Aktivierung der monomeren GTPase Ras
Die durch die Eigenschaft der Tyrosinkinase eingeleitete Phosphorylierung von Tyrosinresten am Rezeptor und an anderen Signalproteinen führt zur Bindung des Ras-aktivierenden-Proteins am Tyrosinkinaserezeptor. Dadurch kommt es nun zur Aktivierung des Ras durch den Austausch von GDP gegen GTP. Das aktivierte Ras setzt eine Phosphorylierungskaskade in Gang bestehend aus Serin-Threonin-Kinasen, die als MAP-Kinasen (mitogenaktivierte Proteinkinasen) bezeichnet werden.

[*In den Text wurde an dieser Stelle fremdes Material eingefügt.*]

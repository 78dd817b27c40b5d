//! Optimistic updates against the engine
//!
//! A caller that wants instant feedback applies a speculative value, calls
//! the engine, then either replaces its state with the authoritative entity
//! the engine returned or reverts to what it had before. [`Optimistic`]
//! packages that sequence; [`SocialClient`] is a caller built on it.

use std::future::Future;

use tokio::sync::watch;
use tracing::{debug, warn};

use crate::domain::models::{Comment, NotificationKind, Post, User};
use crate::error::{ServiceError, ServiceResult};
use crate::services::{Engine, FollowAction, NewComment, NewNotification, NotificationView};

const LIKE_MESSAGE: &str = "liked your post";
const COMMENT_MESSAGE: &str = "commented on your post";
const FOLLOW_MESSAGE: &str = "started following you";

/// Caller-side copy of an entity that may run ahead of the engine.
///
/// `confirmed` only ever holds values the engine returned. Observers
/// subscribed through [`Optimistic::subscribe`] also see the speculative
/// value while a call is in flight.
#[derive(Debug)]
pub struct Optimistic<T> {
    confirmed: T,
    view: watch::Sender<T>,
}

impl<T: Clone> Optimistic<T> {
    pub fn new(value: T) -> Self {
        let (view, _) = watch::channel(value.clone());
        Self {
            confirmed: value,
            view,
        }
    }

    /// Value to display right now, speculative or confirmed
    pub fn current(&self) -> T {
        self.view.borrow().clone()
    }

    pub fn confirmed(&self) -> &T {
        &self.confirmed
    }

    pub fn subscribe(&self) -> watch::Receiver<T> {
        self.view.subscribe()
    }

    /// Replace both views with a freshly read value
    pub fn refresh(&mut self, value: T) {
        self.view.send_replace(value.clone());
        self.confirmed = value;
    }

    /// Apply `speculate` to the confirmed value, run `call`, then replace
    /// with its result or revert to the pre-call value on error.
    pub async fn mutate<S, C, Fut, E>(&mut self, speculate: S, call: C) -> Result<T, E>
    where
        S: FnOnce(&T) -> T,
        C: FnOnce() -> Fut,
        Fut: Future<Output = Result<T, E>>,
    {
        let speculative = speculate(&self.confirmed);
        self.view.send_replace(speculative);

        match call().await {
            Ok(authoritative) => {
                self.refresh(authoritative.clone());
                Ok(authoritative)
            }
            Err(err) => {
                self.view.send_replace(self.confirmed.clone());
                Err(err)
            }
        }
    }

    pub fn into_inner(self) -> T {
        self.confirmed
    }
}

/// A user as seen by the viewer, with the follow relation between them
#[derive(Debug, Clone, PartialEq)]
pub struct FollowView {
    pub user: User,
    pub is_following: bool,
}

/// Engine caller acting as one user
#[derive(Clone)]
pub struct SocialClient {
    engine: Engine,
    viewer: String,
}

impl SocialClient {
    pub fn new(engine: Engine, viewer: impl Into<String>) -> Self {
        Self {
            engine,
            viewer: viewer.into(),
        }
    }

    pub fn viewer(&self) -> &str {
        &self.viewer
    }

    pub fn engine(&self) -> &Engine {
        &self.engine
    }

    pub async fn post(&self, post_id: &str) -> ServiceResult<Optimistic<Post>> {
        Ok(Optimistic::new(self.engine.content.get_post(post_id).await?))
    }

    pub async fn comment_state(&self, comment_id: &str) -> ServiceResult<Optimistic<Comment>> {
        Ok(Optimistic::new(self.engine.content.get_comment(comment_id).await?))
    }

    pub async fn follow_view(&self, user_id: &str) -> ServiceResult<Optimistic<FollowView>> {
        let user = self.engine.users.get_user(user_id).await?;
        let is_following = self.engine.follows.is_following(&self.viewer, user_id).await;
        Ok(Optimistic::new(FollowView { user, is_following }))
    }

    /// Toggle the viewer's like and notify the author when it became a like
    pub async fn like_post(&self, post: &mut Optimistic<Post>) -> ServiceResult<Post> {
        let post_id = post.confirmed().id.clone();
        let viewer = self.viewer.as_str();
        let content = &self.engine.content;

        let updated = post
            .mutate(
                |p| {
                    let mut next = p.clone();
                    if next.is_liked_by(viewer) {
                        next.liker_ids.retain(|id| id != viewer);
                    } else {
                        next.liker_ids.push(viewer.to_string());
                    }
                    next
                },
                || content.toggle_like(&post_id, viewer),
            )
            .await?;

        if updated.is_liked_by(viewer) {
            self.notify(
                &updated.author_id,
                NotificationKind::Like,
                Some(updated.id.as_str()),
                LIKE_MESSAGE,
            )
            .await;
        }
        Ok(updated)
    }

    pub async fn like_comment(&self, comment: &mut Optimistic<Comment>) -> ServiceResult<Comment> {
        let comment_id = comment.confirmed().id.clone();
        let viewer = self.viewer.as_str();
        let content = &self.engine.content;

        comment
            .mutate(
                |c| {
                    let mut next = c.clone();
                    if next.is_liked_by(viewer) {
                        next.liker_ids.retain(|id| id != viewer);
                    } else {
                        next.liker_ids.push(viewer.to_string());
                    }
                    next
                },
                || content.toggle_comment_like(&comment_id, viewer),
            )
            .await
    }

    /// Toggle the viewer's follow of `target` and notify on a new follow
    pub async fn follow_user(&self, target: &mut Optimistic<FollowView>) -> ServiceResult<FollowView> {
        let target_id = target.confirmed().user.id.clone();
        let viewer = self.viewer.as_str();
        let follows = &self.engine.follows;

        let updated = target
            .mutate(
                |v| {
                    let mut next = v.clone();
                    next.is_following = !v.is_following;
                    next.user.followers_count += if next.is_following { 1 } else { -1 };
                    next
                },
                || async {
                    let result = follows.toggle_follow(viewer, &target_id).await?;
                    Ok::<_, ServiceError>(FollowView {
                        user: result.following,
                        is_following: result.action == FollowAction::Followed,
                    })
                },
            )
            .await?;

        if updated.is_following {
            self.notify(&updated.user.id, NotificationKind::Follow, None, FOLLOW_MESSAGE)
                .await;
        }
        Ok(updated)
    }

    /// Comment on `post`, bumping its counter speculatively
    pub async fn comment(
        &self,
        post: &mut Optimistic<Post>,
        req: NewComment,
    ) -> ServiceResult<Comment> {
        let post_id = post.confirmed().id.clone();
        let viewer = self.viewer.as_str();
        let content = &self.engine.content;
        let mut created = None;
        let slot = &mut created;

        let updated = post
            .mutate(
                |p| {
                    let mut next = p.clone();
                    next.comments_count += 1;
                    next
                },
                move || async move {
                    let result = content.create_comment(&post_id, viewer, req).await?;
                    *slot = Some(result.comment);
                    Ok::<_, ServiceError>(result.post)
                },
            )
            .await?;

        self.notify(
            &updated.author_id,
            NotificationKind::Comment,
            Some(updated.id.as_str()),
            COMMENT_MESSAGE,
        )
        .await;

        created.ok_or_else(|| ServiceError::Internal("comment missing after create".to_string()))
    }

    pub async fn notifications(&self) -> Vec<NotificationView> {
        let notifications = self.engine.notifications.notifications_for(&self.viewer).await;
        self.engine.notifications.describe(notifications).await
    }

    pub async fn unread_count(&self) -> usize {
        self.engine.notifications.unread_count(&self.viewer).await
    }

    /// Record a follow-up notification. Failures are logged only; the
    /// mutation that triggered it already succeeded.
    async fn notify(
        &self,
        recipient: &str,
        kind: NotificationKind,
        post_id: Option<&str>,
        message: &str,
    ) {
        if recipient == self.viewer {
            debug!(viewer = %self.viewer, kind = kind.as_str(), "Skipped self notification");
            return;
        }

        let req = NewNotification {
            user_id: recipient.to_string(),
            kind,
            post_id: post_id.map(str::to_string),
            actor_id: self.viewer.clone(),
            message: message.to_string(),
        };

        if let Err(e) = self.engine.notifications.create_notification(req).await {
            warn!(
                viewer = %self.viewer,
                recipient = %recipient,
                kind = kind.as_str(),
                error = %e,
                "Failed to record follow-up notification"
            );
        }
    }
}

Zuerst wird die MAP-Kinase-Kinase-Kinase (MAP-KKK) aktiviert. Diese phosphoryliert und aktiviert in weiterer Folge die MAP-Kinase-Kinase (MAP-KK) und diese die MAP-Kinase (MAP-K). Die MAP-Kinase katalysiert daraufhin die Phosphorylierung von Effektorproteinen und Transkriptionsregulatoren und beeinflusst durch die Aktivierung von Ras die Gentranskription und somit das Überleben der Zelle, deren Proliferation sowie die Induktion der Zelldifferenzierung. Daher ist eine mögliche Ursache der Krebsentstehung eine Mutation des Ras-Gens.
Pharmakologie
Mutationen können dazu führen, dass Tyrosinkinasen konstitutiv aktiviert werden, d.h. dass ihr Signalweg ständig "angeschaltet" ist. Das kann ein unkontrolliertes Zellwachstum auslösen. Konstitutiv aktivierte Tyrosinkinasen spielen eine wichtige Rolle für das Überleben von Tumorzellen. Ein Beispiel ist die BCR-ABL-Tyrosinkinase bei der chronischen myeloischen Leukämie (CML). Aus diesem Grund sind sie bedeutende Zielproteine der Krebstherapie. Bei verschiedenen Tumorarten sind dabei unterschiedliche Tyrosinkinasen relevant. Die onkologische Pharmakotherapie greift auf ein schnell wachsendes Arsenal an Tyrosinkinaseinhibitoren (TKIs) zurück, um diese Tyrosinkinasen zu hemmen - mit dem Ziel, die Tumorzellen in die Apoptose zu treiben.